TASK REQUIREMENTS >>
Below are some records; reproduce them exactly.

(Stored records)
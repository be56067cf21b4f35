// src/observability/mod.rs
//! Tracing setup
//!
//! The library only emits `tracing` events and `metrics` counters.
//! Binaries call [`init_tracing`] once; installing a metrics exporter is
//! left to the embedding application.

use crate::utils::config::LoggingConfig;
use crate::utils::errors::{ReporterError, Result};
use tracing_subscriber::EnvFilter;

/// Install the global subscriber. `RUST_LOG` takes precedence over the
/// configured level.
pub fn init_tracing(config: &LoggingConfig) -> Result<()> {
    let filter = build_filter(config)?;
    let builder = tracing_subscriber::fmt()
        .with_env_filter(filter)
        .with_target(true)
        .with_level(true);

    let installed = if config.json {
        builder.json().try_init()
    } else {
        builder.try_init()
    };

    installed.map_err(|e| {
        ReporterError::ConfigError(format!("Failed to install tracing subscriber: {}", e))
    })
}

fn build_filter(config: &LoggingConfig) -> Result<EnvFilter> {
    match EnvFilter::try_from_default_env() {
        Ok(filter) => Ok(filter),
        Err(_) => EnvFilter::try_new(&config.level).map_err(|e| {
            ReporterError::ConfigError(format!("Invalid log level {:?}: {}", config.level, e))
        }),
    }
}
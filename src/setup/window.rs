// src/setup/window.rs
//! Window lifecycle recording
//!
//! Every window event becomes exactly one `Info` record stamped with the
//! current time and a fixed message.

use crate::client::{BrowserClient, SubscriptionId, WindowEvent, WindowListener};
use crate::recording::record::{now_millis, ClientActionRecord};
use crate::recording::recorder::Recorder;
use crate::recording::registry::RecorderRegistry;
use crate::setup::strategy::{RecordingStrategy, StrategyBinding};
use parking_lot::Mutex;
use std::sync::Arc;
use tracing::debug;

pub const WINDOW_OPENED_MESSAGE: &str = "Web window opened.";
pub const WINDOW_CHANGED_MESSAGE: &str = "Web window changed";
pub const WINDOW_CLOSED_MESSAGE: &str = "Web window closed";

/// Records window open, content-change and close events
pub struct WindowActionRecordingStrategy {
    binding: StrategyBinding,
    subscriptions: Mutex<Vec<SubscriptionId>>,
}

impl WindowActionRecordingStrategy {
    pub fn new(registry: &RecorderRegistry, key: impl Into<String>) -> Self {
        Self {
            binding: StrategyBinding::new(registry, key),
            subscriptions: Mutex::new(Vec::new()),
        }
    }

    /// Detach from `client`. Returns how many listeners were removed.
    pub fn unregister(&self, client: &dyn BrowserClient) -> usize {
        self.subscriptions
            .lock()
            .drain(..)
            .filter(|id| client.unsubscribe(*id))
            .count()
    }
}

impl RecordingStrategy for WindowActionRecordingStrategy {
    fn prepare_and_register(&self, client: &dyn BrowserClient) {
        let listener = WindowActionRecorder {
            recorder: Arc::clone(self.binding.recorder()),
            class_name: self.binding.class_name().to_string(),
            method_name: self.binding.method_name().to_string(),
        };
        let id = client.subscribe(Arc::new(listener));
        self.subscriptions.lock().push(id);
        debug!("Window recording attached for {}", self.binding.key());
    }

    fn binding(&self) -> &StrategyBinding {
        &self.binding
    }
}

struct WindowActionRecorder {
    recorder: Arc<Recorder>,
    class_name: String,
    method_name: String,
}

impl WindowActionRecorder {
    fn record(&self, message: &str) {
        self.recorder.add_record(ClientActionRecord::new(
            self.method_name.as_str(),
            self.class_name.as_str(),
            now_millis(),
            message,
        ));
    }
}

impl WindowListener for WindowActionRecorder {
    fn window_opened(&self, _event: &WindowEvent) {
        self.record(WINDOW_OPENED_MESSAGE);
    }

    fn window_content_changed(&self, _event: &WindowEvent) {
        self.record(WINDOW_CHANGED_MESSAGE);
    }

    fn window_closed(&self, _event: &WindowEvent) {
        self.record(WINDOW_CLOSED_MESSAGE);
    }
}

#[cfg(test)]
mod tests {
    use super::*;
    use crate::client::EventHub;
    use crate::recording::record::RecordKind;
    use crate::utils::config::ReporterConfig;
    use tempfile::TempDir;

    fn registry(dir: &TempDir) -> RecorderRegistry {
        let mut config = ReporterConfig::default();
        config.output.path = dir.path().to_path_buf();
        RecorderRegistry::new(config)
    }

    #[test]
    fn test_each_event_adds_one_record() {
        let dir = TempDir::new().unwrap();
        let registry = registry(&dir);
        let hub = EventHub::new();
        let strategy = WindowActionRecordingStrategy::new(&registry, "org.example.Nav#opensHome");
        strategy.prepare_and_register(&hub);

        let event = WindowEvent::new("main");
        hub.fire_window_opened(&event);
        hub.fire_window_content_changed(&event);
        hub.fire_window_closed(&event);

        let records = strategy.binding().recorder().records();
        let messages: Vec<_> = records.iter().map(|r| r.context()).collect();
        assert_eq!(
            messages,
            [WINDOW_OPENED_MESSAGE, WINDOW_CHANGED_MESSAGE, WINDOW_CLOSED_MESSAGE]
        );
        for record in &records {
            assert_eq!(record.kind(), Some(RecordKind::Info));
            assert_eq!(record.class_name(), "Nav");
            assert_eq!(record.method_name(), "opensHome");
            assert!(record.timestamp().is_some());
        }
    }

    #[test]
    fn test_unregister_stops_recording() {
        let dir = TempDir::new().unwrap();
        let registry = registry(&dir);
        let hub = EventHub::new();
        let strategy = WindowActionRecordingStrategy::new(&registry, "A#b");
        strategy.prepare_and_register(&hub);

        assert_eq!(strategy.unregister(&hub), 1);
        hub.fire_window_opened(&WindowEvent::new("main"));

        assert!(registry.obtain_recorder("A#b").is_empty());
    }
}
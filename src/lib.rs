// src/lib.rs
//! Sentra Lab Test Reporter Library
//!
//! Records what happens while browser tests run and renders it as JSON,
//! XML or a standalone HTML timeline.
//!
//! # Architecture
//!
//! - **recording**: records, property views, recorders and the registry
//! - **formatter**: JSON / XML / HTML serializers and HTML rendering variants
//! - **setup**: session keys, recording strategies, client builder, test lifecycle
//! - **client**: window event source the strategies subscribe to
//! - **observability**: tracing subscriber setup
//! - **utils**: configuration and errors

// Public module exports
pub mod client;
pub mod formatter;
pub mod observability;
pub mod recording;
pub mod setup;
pub mod utils;

// Re-export commonly used types
pub use formatter::{Formatter, OutputFormat};
pub use recording::{Record, RecordKind, Recordable, Recorder, RecorderRegistry};
pub use setup::{RecordingClientBuilder, SessionKey, TestLifecycleRecorder, TestOutcome};
pub use utils::config::ReporterConfig;
pub use utils::errors::{ReporterError, Result};

// Version information
pub const VERSION: &str = env!("CARGO_PKG_VERSION");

REPLY TO THE TASK >>
repository be56067cf21b4f35
// src/observability/mod.rs
//! Tracing setup
//!
//! The library only emits `tracing` events and `metrics` counters.
//! Binaries call [`init_tracing`] once; installing a metrics exporter is
//! left to the embedding application.

use crate::utils::config::LoggingConfig;
use crate::utils::errors::{ReporterError, Result};
use tracing_subscriber::EnvFilter;

/// Install the global subscriber. `RUST_LOG` takes precedence over the
/// configured level.
pub fn init_tracing(config: &LoggingConfig) -> Result<()> {
    let filter = build_filter(config)?;
    let builder = tracing_subscriber::fmt()
        .with_env_filter(filter)
        .with_target(true)
        .with_level(true);

    let installed = if config.json {
        builder.json().try_init()
    } else {
        builder.try_init()
    };

    installed.map_err(|e| {
        ReporterError::ConfigError(format!("Failed to install tracing subscriber: {}", e))
    })
}

fn build_filter(config: &LoggingConfig) -> Result<EnvFilter> {
    match EnvFilter::try_from_default_env() {
        Ok(filter) => Ok(filter),
        Err(_) => EnvFilter::try_new(&config.level).map_err(|e| {
            ReporterError::ConfigError(format!("Invalid log level {:?}: {}", config.level, e))
        }),
    }
}
filename src/setup/window.rs
// src/setup/window.rs
//! Window lifecycle recording
//!
//! Every window event becomes exactly one `Info` record stamped with the
//! current time and a fixed message.

use crate::client::{BrowserClient, SubscriptionId, WindowEvent, WindowListener};
use crate::recording::record::{now_millis, ClientActionRecord};
use crate::recording::recorder::Recorder;
use crate::recording::registry::RecorderRegistry;
use crate::setup::strategy::{RecordingStrategy, StrategyBinding};
use parking_lot::Mutex;
use std::sync::Arc;
use tracing::debug;

pub const WINDOW_OPENED_MESSAGE: &str = "Web window opened.";
pub const WINDOW_CHANGED_MESSAGE: &str = "Web window changed";
pub const WINDOW_CLOSED_MESSAGE: &str = "Web window closed";

/// Records window open, content-change and close events
pub struct WindowActionRecordingStrategy {
    binding: StrategyBinding,
    subscriptions: Mutex<Vec<SubscriptionId>>,
}

impl WindowActionRecordingStrategy {
    pub fn new(registry: &RecorderRegistry, key: impl Into<String>) -> Self {
        Self {
            binding: StrategyBinding::new(registry, key),
            subscriptions: Mutex::new(Vec::new()),
        }
    }

    /// Detach from `client`. Returns how many listeners were removed.
    pub fn unregister(&self, client: &dyn BrowserClient) -> usize {
        self.subscriptions
            .lock()
            .drain(..)
            .filter(|id| client.unsubscribe(*id))
            .count()
    }
}

impl RecordingStrategy for WindowActionRecordingStrategy {
    fn prepare_and_register(&self, client: &dyn BrowserClient) {
        let listener = WindowActionRecorder {
            recorder: Arc::clone(self.binding.recorder()),
            class_name: self.binding.class_name().to_string(),
            method_name: self.binding.method_name().to_string(),
        };
        let id = client.subscribe(Arc::new(listener));
        self.subscriptions.lock().push(id);
        debug!("Window recording attached for {}", self.binding.key());
    }

    fn binding(&self) -> &StrategyBinding {
        &self.binding
    }
}

struct WindowActionRecorder {
    recorder: Arc<Recorder>,
    class_name: String,
    method_name: String,
}

impl WindowActionRecorder {
    fn record(&self, message: &str) {
        self.recorder.add_record(ClientActionRecord::new(
            self.method_name.as_str(),
            self.class_name.as_str(),
            now_millis(),
            message,
        ));
    }
}

impl WindowListener for WindowActionRecorder {
    fn window_opened(&self, _event: &WindowEvent) {
        self.record(WINDOW_OPENED_MESSAGE);
    }

    fn window_content_changed(&self, _event: &WindowEvent) {
        self.record(WINDOW_CHANGED_MESSAGE);
    }

    fn window_closed(&self, _event: &WindowEvent) {
        self.record(WINDOW_CLOSED_MESSAGE);
    }
}

#[cfg(test)]
mod tests {
    use super::*;
    use crate::client::EventHub;
    use crate::recording::record::RecordKind;
    use crate::utils::config::ReporterConfig;
    use tempfile::TempDir;

    fn registry(dir: &TempDir) -> RecorderRegistry {
        let mut config = ReporterConfig::default();
        config.output.path = dir.path().to_path_buf();
        RecorderRegistry::new(config)
    }

    #[test]
    fn test_each_event_adds_one_record() {
        let dir = TempDir::new().unwrap();
        let registry = registry(&dir);
        let hub = EventHub::new();
        let strategy = WindowActionRecordingStrategy::new(&registry, "org.example.Nav#opensHome");
        strategy.prepare_and_register(&hub);

        let event = WindowEvent::new("main");
        hub.fire_window_opened(&event);
        hub.fire_window_content_changed(&event);
        hub.fire_window_closed(&event);

        let records = strategy.binding().recorder().records();
        let messages: Vec<_> = records.iter().map(|r| r.context()).collect();
        assert_eq!(
            messages,
            [WINDOW_OPENED_MESSAGE, WINDOW_CHANGED_MESSAGE, WINDOW_CLOSED_MESSAGE]
        );
        for record in &records {
            assert_eq!(record.kind(), Some(RecordKind::Info));
            assert_eq!(record.class_name(), "Nav");
            assert_eq!(record.method_name(), "opensHome");
            assert!(record.timestamp().is_some());
        }
    }

    #[test]
    fn test_unregister_stops_recording() {
        let dir = TempDir::new().unwrap();
        let registry = registry(&dir);
        let hub = EventHub::new();
        let strategy = WindowActionRecordingStrategy::new(&registry, "A#b");
        strategy.prepare_and_register(&hub);

        assert_eq!(strategy.unregister(&hub), 1);
        hub.fire_window_opened(&WindowEvent::new("main"));

        assert!(registry.obtain_recorder("A#b").is_empty());
    }
}
filename src/lib.rs
// src/lib.rs
//! Sentra Lab Test Reporter Library
//!
//! Records what happens while browser tests run and renders it as JSON,
//! XML or a standalone HTML timeline.
//!
//! # Architecture
//!
//! - **recording**: records, property views, recorders and the registry
//! - **formatter**: JSON / XML / HTML serializers and HTML rendering variants
//! - **setup**: session keys, recording strategies, client builder, test lifecycle
//! - **client**: window event source the strategies subscribe to
//! - **observability**: tracing subscriber setup
//! - **utils**: configuration and errors

// Public module exports
pub mod client;
pub mod formatter;
pub mod observability;
pub mod recording;
pub mod setup;
pub mod utils;

// Re-export commonly used types
pub use formatter::{Formatter, OutputFormat};
pub use recording::{Record, RecordKind, Recordable, Recorder, RecorderRegistry};
pub use setup::{RecordingClientBuilder, SessionKey, TestLifecycleRecorder, TestOutcome};
pub use utils::config::ReporterConfig;
pub use utils::errors::{ReporterError, Result};

// Version information
pub const VERSION: &str = env!("CARGO_PKG_VERSION");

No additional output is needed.